> [Exercise prompt]: For the listing below, show each line that includes the string "ujuno".

> [Dataset excerpts]:
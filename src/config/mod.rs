//! Configuration for the round claimer
//!
//! Configuration is loaded once at startup and never mutated afterwards:
//! 1. A JSON config file passed with `--config` (or built-in defaults)
//! 2. Environment overrides (`CHAIN_ID`, `RPC_ENDPOINT`, ...), `.env` included

pub mod chain;

use crate::coins::GasPrice;
use crate::{Error, Result};
use serde::{Deserialize, Serialize};
use std::path::Path;
use std::time::Duration;

pub use chain::ChainDescriptor;

/// Environment variable names
pub mod env_vars {
    pub const CHAIN_ID: &str = "CHAIN_ID";
    pub const CHAIN_NAME: &str = "CHAIN_NAME";
    pub const RPC_ENDPOINT: &str = "RPC_ENDPOINT";
    pub const REST_ENDPOINT: &str = "REST_ENDPOINT";
    pub const BECH32_PREFIX: &str = "BECH32_PREFIX";
    pub const COIN_DENOM: &str = "COIN_DENOM";
    pub const COIN_DECIMALS: &str = "COIN_DECIMALS";
    pub const GAS_PRICE: &str = "GAS_PRICE";
    pub const CONTRACT_ADDRESS: &str = "CONTRACT_ADDRESS";
    pub const LAST_VALID_ROUND: &str = "LAST_VALID_ROUND";
    pub const WALLET_BRIDGE_URL: &str = "WALLET_BRIDGE_URL";
    /// Read directly by the bridge transport, never stored in `Config`
    pub const WALLET_BRIDGE_TOKEN: &str = "WALLET_BRIDGE_TOKEN";
}

/// Static description of the chain and the prediction-market contract
#[derive(Debug, Clone, PartialEq, Serialize, Deserialize)]
pub struct ChainConfig {
    pub chain_id: String,
    pub chain_name: String,
    pub rpc_endpoint: String,
    pub rest_endpoint: String,
    pub bech32_prefix: String,
    /// Minimal denomination, e.g. `ujuno`
    pub coin_denom: String,
    pub coin_decimals: u8,
    /// Price per unit of gas in `coin_denom`, without the denom suffix
    pub gas_price: String,
    /// Prediction-market contract that pays out winnings
    pub contract_address: String,
    /// Highest round id accepted by the claim flow
    pub last_valid_round: u64,
    /// Transaction hashes are appended to this prefix for display
    #[serde(default = "default_explorer_tx_url")]
    pub explorer_tx_url: String,
    /// How long `connect` waits for the wallet provider to become ready
    #[serde(default = "default_provider_wait_ms")]
    pub provider_wait_ms: u64,
}

fn default_explorer_tx_url() -> String {
    "https://www.mintscan.io/juno/txs/".to_string()
}

fn default_provider_wait_ms() -> u64 {
    5_000
}

impl ChainConfig {
    /// Gas price as `<price><denom>`
    pub fn gas_price(&self) -> Result<GasPrice> {
        format!("{}{}", self.gas_price, self.coin_denom).parse()
    }

    pub fn provider_wait(&self) -> Duration {
        Duration::from_millis(self.provider_wait_ms)
    }

    /// Explorer link for a transaction hash
    pub fn explorer_link(&self, tx_hash: &str) -> String {
        format!("{}{}", self.explorer_tx_url, tx_hash)
    }
}

impl Default for ChainConfig {
    fn default() -> Self {
        Self {
            chain_id: "juno-1".to_string(),
            chain_name: "Juno".to_string(),
            rpc_endpoint: "https://juno-rpc.polkachu.com".to_string(),
            rest_endpoint: "https://juno-api.polkachu.com".to_string(),
            bech32_prefix: "juno".to_string(),
            coin_denom: "ujuno".to_string(),
            coin_decimals: 6,
            gas_price: "0.075".to_string(),
            contract_address:
                "juno1uugwj8uneuvllu2e2znn2nfha0sq6n45stv6g3vg4w3v07uy2quqzxueun".to_string(),
            last_valid_round: 10765,
            explorer_tx_url: default_explorer_tx_url(),
            provider_wait_ms: default_provider_wait_ms(),
        }
    }
}

/// Wallet bridge settings
#[derive(Debug, Clone, PartialEq, Serialize, Deserialize)]
pub struct BridgeSettings {
    /// JSON-RPC endpoint of the wallet daemon
    pub url: String,
}

impl Default for BridgeSettings {
    fn default() -> Self {
        Self {
            url: "http://127.0.0.1:8645".to_string(),
        }
    }
}

/// Main configuration
#[derive(Debug, Clone, Default, Serialize, Deserialize)]
pub struct Config {
    pub chain: ChainConfig,
    #[serde(default)]
    pub bridge: BridgeSettings,
    /// Path to the claim audit log (JSONL); disabled when absent
    #[serde(default)]
    pub audit_log_path: Option<String>,
}

impl Config {
    /// Load from an optional JSON file, then apply environment overrides
    pub fn load(path: Option<&Path>) -> Result<Self> {
        let mut config = match path {
            Some(path) => {
                let content = std::fs::read_to_string(path).map_err(|e| {
                    Error::Config(format!("Failed to read {}: {}", path.display(), e))
                })?;
                serde_json::from_str(&content)
                    .map_err(|e| Error::Config(format!("Invalid config file: {}", e)))?
            }
            None => Config::default(),
        };

        config.apply_overrides(|name| std::env::var(name).ok())?;
        config.validate()?;
        Ok(config)
    }

    /// Apply overrides from a variable lookup (the process environment in
    /// production)
    pub fn apply_overrides<F>(&mut self, lookup: F) -> Result<()>
    where
        F: Fn(&str) -> Option<String>,
    {
        let chain = &mut self.chain;
        let string_overrides: [(&str, &mut String); 9] = [
            (env_vars::CHAIN_ID, &mut chain.chain_id),
            (env_vars::CHAIN_NAME, &mut chain.chain_name),
            (env_vars::RPC_ENDPOINT, &mut chain.rpc_endpoint),
            (env_vars::REST_ENDPOINT, &mut chain.rest_endpoint),
            (env_vars::BECH32_PREFIX, &mut chain.bech32_prefix),
            (env_vars::COIN_DENOM, &mut chain.coin_denom),
            (env_vars::GAS_PRICE, &mut chain.gas_price),
            (env_vars::CONTRACT_ADDRESS, &mut chain.contract_address),
            (env_vars::WALLET_BRIDGE_URL, &mut self.bridge.url),
        ];
        for (name, slot) in string_overrides {
            if let Some(value) = lookup(name) {
                tracing::debug!(var = name, "Using environment override");
                *slot = value;
            }
        }

        if let Some(value) = lookup(env_vars::COIN_DECIMALS) {
            chain.coin_decimals = value.trim().parse().map_err(|e| {
                Error::Config(format!("{} must be an integer: {}", env_vars::COIN_DECIMALS, e))
            })?;
        }
        if let Some(value) = lookup(env_vars::LAST_VALID_ROUND) {
            chain.last_valid_round = value.trim().parse().map_err(|e| {
                Error::Config(format!(
                    "{} must be an integer: {}",
                    env_vars::LAST_VALID_ROUND,
                    e
                ))
            })?;
        }

        Ok(())
    }

    /// Reject configurations the claim flow cannot work with
    pub fn validate(&self) -> Result<()> {
        for (name, endpoint) in [
            ("rpc_endpoint", &self.chain.rpc_endpoint),
            ("rest_endpoint", &self.chain.rest_endpoint),
            ("bridge.url", &self.bridge.url),
        ] {
            url::Url::parse(endpoint)
                .map_err(|e| Error::Config(format!("Invalid {}: {}", name, e)))?;
        }

        self.chain
            .gas_price()
            .map_err(|e| Error::Config(format!("Invalid gas price: {}", e)))?;

        if self.chain.contract_address.is_empty() {
            return Err(Error::Config("contract_address is empty".to_string()));
        }
        if self.chain.last_valid_round == 0 {
            return Err(Error::Config("last_valid_round must be at least 1".to_string()));
        }

        Ok(())
    }
}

> [Output]:
    /// Minimal denomination, e.g. `ujuno`
            coin_denom: "ujuno".to_string(),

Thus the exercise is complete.